> [Task objective]
If a line in the material below holds the string "application", tally it, then give the tally alone.

> [Information supplied]
%%

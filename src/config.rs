use anyhow::bail;
use std::time::Duration;

/// In the unordered-delivery case, no more than this many disjoint acknowledgement ranges
///  are kept, bounding the serialized ack size and the memory taken by the range
///  collection. Ordered delivery defers this bound to the delivery strategy's window.
pub const MAX_SEQUENCE_RANGES: usize = 128;

/// The two supported protocol variants, with different shutdown rules.
#[derive(Copy, Clone, Eq, PartialEq, Debug)]
pub enum ReliableMessagingVersion {
    /// The sender marks its logically last message with a flag on the message itself;
    ///  a single `TerminateSequence` exchange shuts the sequence down.
    Legacy,
    /// Explicit `CloseSequence` / `TerminateSequence` handshake declaring (then
    ///  confirming) the final sequence number.
    Current,
}

/// Which side of the session establishment this endpoint played. Establishment itself
///  (`CreateSequence`) completes before a channel is constructed.
#[derive(Copy, Clone, Eq, PartialEq, Debug)]
pub enum SessionRole {
    Client,
    Server,
}

pub struct ReliableSessionConfig {
    pub version: ReliableMessagingVersion,
    pub role: SessionRole,

    /// Strict in-sequence-order release to the application, buffering gaps.
    pub ordered: bool,

    /// The maximum number of unacknowledged in-flight messages on the send side, and the
    ///  maximum number of accepted-but-unreleased messages buffered on the receive side.
    pub max_transfer_window_size: usize,

    /// A transport send is attempted `max_retry_count + 1` times before the session is
    ///  faulted. Protocol-level validation failures are never retried.
    pub max_retry_count: usize,

    /// Pause between transport send retries.
    pub retry_interval: Duration,

    /// Acknowledgements are batched behind a timer with this interval unless something
    ///  forces an immediate send.
    pub acknowledgement_interval: Duration,

    /// When enabled, the peer's advertised buffer-remaining hint throttles the sender; an
    ///  advertised zero window triggers an ack-requested heartbeat on dequeue.
    pub flow_control: bool,

    /// Upper bound for blocking handshake waits during close.
    pub close_timeout: Duration,

    /// Upper bound for a single application send, including all retries.
    pub send_timeout: Duration,
}

impl ReliableSessionConfig {
    pub fn new(version: ReliableMessagingVersion, role: SessionRole) -> ReliableSessionConfig {
        ReliableSessionConfig {
            version,
            role,
            ordered: true,
            max_transfer_window_size: 8,
            max_retry_count: 8,
            retry_interval: Duration::from_millis(500),
            acknowledgement_interval: Duration::from_millis(200),
            flow_control: true,
            close_timeout: Duration::from_secs(60),
            send_timeout: Duration::from_secs(60),
        }
    }

    pub fn validate(&self) -> anyhow::Result<()> {
        if self.max_transfer_window_size == 0 {
            bail!("transfer window size must be at least 1");
        }
        if self.max_transfer_window_size > 4096 {
            bail!("transfer window size is unreasonably large");
        }
        if self.acknowledgement_interval.is_zero() {
            bail!("acknowledgement interval must be non-zero");
        }
        Ok(())
    }
}

#[cfg(test)]
mod tests {
    use super::*;
    use rstest::rstest;

    #[rstest]
    #[case::defaults_are_valid(8, Duration::from_millis(200), true)]
    #[case::zero_window(0, Duration::from_millis(200), false)]
    #[case::huge_window(5000, Duration::from_millis(200), false)]
    #[case::zero_ack_interval(8, Duration::ZERO, false)]
    fn test_validate(
        #[case] window: usize,
        #[case] ack_interval: Duration,
        #[case] expected_ok: bool,
    ) {
        let mut config =
            ReliableSessionConfig::new(ReliableMessagingVersion::Current, SessionRole::Server);
        config.max_transfer_window_size = window;
        config.acknowledgement_interval = ack_interval;

        assert_eq!(config.validate().is_ok(), expected_ok);
    }
}
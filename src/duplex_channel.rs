use crate::binder::ReliableBinder;
use crate::config::{ReliableMessagingVersion, ReliableSessionConfig};
use crate::control_messages::{AcknowledgementData, SequencedMessage, WireBody, WireMessage};
use crate::delivery_strategy::DeliveryStrategy;
use crate::fault::WsrmFault;
use crate::input_connection::ReliableInputConnection;
use crate::output_connection::{ReliableOutputConnection, SendError};
use crate::sequence_range::SequenceNumber;
use crate::session::ReliableSession;
use crate::wait_object::WaitObject;
use anyhow::bail;
use bytes::Bytes;
use std::sync::Arc;
use std::time::Duration;
use tokio::sync::{mpsc, Mutex, RwLock};
use tokio::time;
use tracing::{debug, info, trace, warn};
use uuid::Uuid;

struct Inner {
    input_id: Uuid,
    input: ReliableInputConnection,
    delivery: DeliveryStrategy<Bytes>,
    quota: usize,
    flow_control: bool,
    /// Newly accepted messages since the last acknowledgement went out.
    unacked_count: usize,
    /// Timer for the next batched acknowledgement; aborted when an ack is forced out early.
    pending_ack_handle: Option<tokio::task::JoinHandle<()>>,
}

impl Inner {
    fn build_ack(&self) -> AcknowledgementData {
        AcknowledgementData {
            session_id: self.input_id,
            ranges: self.input.ranges().clone(),
            is_final: self.input.is_sequence_closed(),
            buffer_remaining: if self.flow_control {
                Some(self.quota - self.delivery.enqueued_count())
            }
            else {
                None
            },
        }
    }

    /// Builds the ack to send right now, cancelling any batching timer.
    fn take_ack(&mut self) -> AcknowledgementData {
        if let Some(handle) = self.pending_ack_handle.take() {
            handle.abort();
        }
        self.unacked_count = 0;
        self.build_ack()
    }

    /// An acknowledgement must go out immediately when the final number is known or a
    ///  window's worth of unacknowledged messages piled up.
    fn ack_is_urgent(&self) -> bool {
        self.input.is_last_known() || self.unacked_count >= self.quota
    }
}

/// The duplex channel orchestrator: owns one input connection, one output connection,
///  one delivery strategy and one session, and drives all protocol-message handling for
///  a two-way transport.
///
/// The caller spawns [`ReliableDuplexChannel::recv_loop`] once; application
///  [`send`](ReliableDuplexChannel::send) / [`receive`](ReliableDuplexChannel::receive)
///  calls run concurrently against it. All shared state lives behind one per-channel
///  lock, held only for state transitions - transport sends happen outside it.
pub struct ReliableDuplexChannel {
    config: ReliableSessionConfig,
    session: ReliableSession,
    binder: Arc<dyn ReliableBinder>,
    output: ReliableOutputConnection,
    inner: Arc<RwLock<Inner>>,
    inbound: Mutex<mpsc::UnboundedReceiver<Bytes>>,
    /// Set when the peer's `CloseSequenceResponse` for our output sequence arrives.
    close_response_wait: WaitObject,
    /// Set when the peer's `TerminateSequenceResponse` for our output sequence arrives.
    terminate_response_wait: WaitObject,
    /// Set when the peer terminates its own sequence (our input direction).
    remote_terminate_wait: WaitObject,
}
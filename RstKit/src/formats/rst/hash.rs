//! SPDX-FileCopyrightText: 2025 `CyberDeco`
//!
//! SPDX-License-Identifier: MIT
//!
//! String table key hashing
//!
//! Every RST layout keys its entries with a 64-bit hash of the lower-cased
//! entry name. Only the low `mask_bits` bits are the key; the bits above
//! the mask carry the content offset in the on-disk index.
//!
//! | Layout              | Function  | Mask bits | Trim        |
//! |---------------------|-----------|-----------|-------------|
//! | v2, v3              | `XxHash64`| 40        | none        |
//! | v4, v5 (pre-14.15)  | `XxHash64`| 39        | none        |
//! | v5 (14.15 - 15.2)   | `XxHash3` | 39        | high 3 bytes|
//! | v5 (15.2+)          | `XxHash3` | 38        | high 3 bytes|

use std::fmt;

use xxhash_rust::xxh3::xxh3_64;
use xxhash_rust::xxh64::xxh64;

use crate::error::{Error, Result};

/// Underlying 64-bit hash function
#[derive(Debug, Clone, Copy, PartialEq, Eq, Hash)]
pub enum HashFunction {
    /// xxHash64 with seed 0
    XxHash64,
    /// XXH3 64-bit with the default secret
    XxHash3,
}

impl HashFunction {
    /// Hash raw bytes with this function
    #[must_use]
    pub fn compute(self, bytes: &[u8]) -> u64 {
        match self {
            Self::XxHash64 => xxh64(bytes, 0),
            Self::XxHash3 => xxh3_64(bytes),
        }
    }

    #[must_use]
    pub fn as_str(self) -> &'static str {
        match self {
            Self::XxHash64 => "xxhash64",
            Self::XxHash3 => "xxhash3",
        }
    }
}

/// Post-mask transform applied to a hash
#[derive(Debug, Clone, Copy, PartialEq, Eq, Hash)]
pub enum HashTrim {
    /// Masked hash is used as is
    None,
    /// Rebuild the key from little-endian bytes 4..=0, dropping bytes 5..=7
    TrimHigh3Bytes,
}

impl HashTrim {
    /// Apply the transform to an already masked hash
    #[must_use]
    pub fn apply(self, hash: u64) -> u64 {
        match self {
            Self::None => hash,
            Self::TrimHigh3Bytes => {
                let bytes = hash.to_le_bytes();
                bytes[..4]
                    .iter()
                    .rev()
                    .fold(u64::from(bytes[4]), |acc, &b| (acc << 8) | u64::from(b))
            }
        }
    }
}

/// A complete key hashing scheme: function, mask width and trim
#[derive(Debug, Clone, Copy, PartialEq, Eq, Hash)]
pub struct HashAlgorithm {
    function: HashFunction,
    mask_bits: u8,
    trim: HashTrim,
}

impl HashAlgorithm {
    /// v2 and v3 tables
    pub const XXHASH64_40: Self = Self::new(HashFunction::XxHash64, 40, HashTrim::None);
    /// v4 and pre-14.15 v5 tables
    pub const XXHASH64_39: Self = Self::new(HashFunction::XxHash64, 39, HashTrim::None);
    /// v5 tables written by patches 14.15 up to 15.2
    pub const XXHASH3_39: Self = Self::new(HashFunction::XxHash3, 39, HashTrim::TrimHigh3Bytes);
    /// v5 tables written by patch 15.2 and later
    pub const XXHASH3_38: Self = Self::new(HashFunction::XxHash3, 38, HashTrim::TrimHigh3Bytes);

    /// Every distinct scheme used by a known layout
    pub const ALL: [Self; 4] = [
        Self::XXHASH64_40,
        Self::XXHASH64_39,
        Self::XXHASH3_39,
        Self::XXHASH3_38,
    ];

    const fn new(function: HashFunction, mask_bits: u8, trim: HashTrim) -> Self {
        Self {
            function,
            mask_bits,
            trim,
        }
    }

    #[must_use]
    pub fn function(self) -> HashFunction {
        self.function
    }

    /// Number of low bits that make up the key
    #[must_use]
    pub fn mask_bits(self) -> u8 {
        self.mask_bits
    }

    #[must_use]
    pub fn trim(self) -> HashTrim {
        self.trim
    }

    /// Number of high bits left for the packed content offset
    #[must_use]
    pub fn offset_bits(self) -> u8 {
        64 - self.mask_bits
    }

    /// `(1 << mask_bits) - 1`
    #[must_use]
    pub fn mask(self) -> u64 {
        (1u64 << self.mask_bits) - 1
    }

    /// Hash an entry name.
    ///
    /// The name is lower-cased with Unicode default case mapping (no locale
    /// rules) before hashing its UTF-8 bytes.
    #[must_use]
    pub fn hash(self, text: &str) -> u64 {
        self.hash_bytes(text.to_lowercase().as_bytes())
    }

    /// Hash raw bytes without any normalization
    #[must_use]
    pub fn hash_bytes(self, bytes: &[u8]) -> u64 {
        let raw = self.function.compute(bytes);
        self.trim.apply(raw & self.mask())
    }

    /// Hash an entry name and pack a content offset above the key
    pub fn hash_with_offset(self, text: &str, offset: i64) -> Result<u64> {
        let offset = u64::try_from(offset).map_err(|_| Error::NegativeOffset(offset))?;
        Ok(self.with_offset(self.hash(text), offset))
    }

    /// Hash raw bytes and pack a content offset above the key
    pub fn hash_bytes_with_offset(self, bytes: &[u8], offset: i64) -> Result<u64> {
        let offset = u64::try_from(offset).map_err(|_| Error::NegativeOffset(offset))?;
        Ok(self.with_offset(self.hash_bytes(bytes), offset))
    }

    /// `hash + (offset << mask_bits)`.
    ///
    /// Offset bits that do not fit above the mask are shifted out; use
    /// [`HashAlgorithm::pack`] when the offset has to be validated.
    #[must_use]
    pub fn with_offset(self, hash: u64, offset: u64) -> u64 {
        hash.wrapping_add(offset << self.mask_bits)
    }

    /// Pack a content offset above `hash`, failing if it does not fit
    pub fn pack(self, hash: u64, offset: u64) -> Result<u64> {
        if offset >> self.offset_bits() != 0 {
            return Err(Error::OffsetOverflow {
                offset,
                bits: self.offset_bits(),
            });
        }
        Ok(self.with_offset(hash & self.mask(), offset))
    }

    /// Split an index entry into `(hash, content_offset)`
    #[must_use]
    pub fn unpack(self, raw: u64) -> (u64, u64) {
        (raw & self.mask(), raw >> self.mask_bits)
    }
}

impl fmt::Display for HashAlgorithm {
    fn fmt(&self, f: &mut fmt::Formatter<'_>) -> fmt::Result {
        write!(f, "{}/{}", self.function.as_str(), self.mask_bits)?;
        if self.trim == HashTrim::TrimHigh3Bytes {
            write!(f, " (trimmed)")?;
        }
        Ok(())
    }
}

#[cfg(test)]
mod tests {
    use super::*;

    #[test]
    fn test_underlying_vectors() {
        assert_eq!(HashFunction::XxHash64.compute(b""), 0xef46db3751d8e999);
        assert_eq!(HashFunction::XxHash3.compute(b""), 0x2d06800538d394c2);
        assert_eq!(HashFunction::XxHash64.compute(b"hello"), 0x26c7827d889f6da3);
        assert_eq!(HashFunction::XxHash3.compute(b"hello"), 0x9555e8555c62dcfd);
    }

    #[test]
    fn test_known_keys() {
        assert_eq!(HashAlgorithm::XXHASH64_40.hash("hello"), 0x7d889f6da3);
        assert_eq!(HashAlgorithm::XXHASH64_39.hash("hello"), 0x7d889f6da3);
        assert_eq!(HashAlgorithm::XXHASH3_39.hash("hello"), 0x555c62dcfd);
        assert_eq!(HashAlgorithm::XXHASH3_38.hash("hello"), 0x155c62dcfd);

        assert_eq!(HashAlgorithm::XXHASH64_40.hash("world"), 0xfe66ee51ef);
        assert_eq!(HashAlgorithm::XXHASH64_39.hash("world"), 0x7e66ee51ef);
        assert_eq!(HashAlgorithm::XXHASH3_39.hash("world"), 0x25083d69be);
        assert_eq!(HashAlgorithm::XXHASH3_38.hash("world"), 0x25083d69be);
    }

    #[test]
    fn test_hash_lowercases_names() {
        let name = "game_character_displayname_Ahri";
        assert_eq!(HashAlgorithm::XXHASH64_40.hash(name), 0x476dcc54cc);
        assert_eq!(HashAlgorithm::XXHASH64_39.hash(name), 0x476dcc54cc);
        assert_eq!(HashAlgorithm::XXHASH3_39.hash(name), 0x12f6939df2);
        assert_eq!(HashAlgorithm::XXHASH3_38.hash(name), 0x12f6939df2);
        assert_eq!(
            HashAlgorithm::XXHASH3_38.hash(name),
            HashAlgorithm::XXHASH3_38.hash(&name.to_uppercase())
        );
        // Raw bytes are not normalized
        assert_ne!(
            HashAlgorithm::XXHASH3_38.hash_bytes(name.as_bytes()),
            HashAlgorithm::XXHASH3_38.hash(name)
        );
    }

    #[test]
    fn test_mask_is_respected() {
        for algorithm in HashAlgorithm::ALL {
            for name in ["", "a", "hello", "item_1001_name", "Straße"] {
                let high_bits = algorithm.hash(name) & !algorithm.mask();
                assert_eq!(high_bits, 0, "{algorithm} {name}");
            }
        }
    }

    #[test]
    fn test_trim_keeps_low_five_bytes() {
        let hash = 0x1122_3344_5566_7788;
        assert_eq!(HashTrim::TrimHigh3Bytes.apply(hash), 0x44_5566_7788);
        assert_eq!(HashTrim::None.apply(hash), hash);
    }

    #[test]
    fn test_offset_packing_round_trip() {
        for algorithm in HashAlgorithm::ALL {
            let hash = algorithm.hash("hello");
            let max = (1u64 << algorithm.offset_bits()) - 1;
            for offset in [0, 1, 3, 1000, max] {
                let packed = algorithm.pack(hash, offset).unwrap();
                assert_eq!(algorithm.unpack(packed), (hash, offset));
            }
            assert!(matches!(
                algorithm.pack(hash, max + 1),
                Err(Error::OffsetOverflow { .. })
            ));
        }
    }

    #[test]
    fn test_hash_with_offset() {
        let algorithm = HashAlgorithm::XXHASH3_38;
        let packed = algorithm.hash_with_offset("hello", 5).unwrap();
        assert_eq!(packed, 0x155c62dcfd + (5u64 << 38));
        assert!(matches!(
            algorithm.hash_with_offset("hello", -1),
            Err(Error::NegativeOffset(-1))
        ));
        assert!(algorithm.hash_bytes_with_offset(b"hello", 0).is_ok());
    }
}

%%

> [Answer to this exercise]
3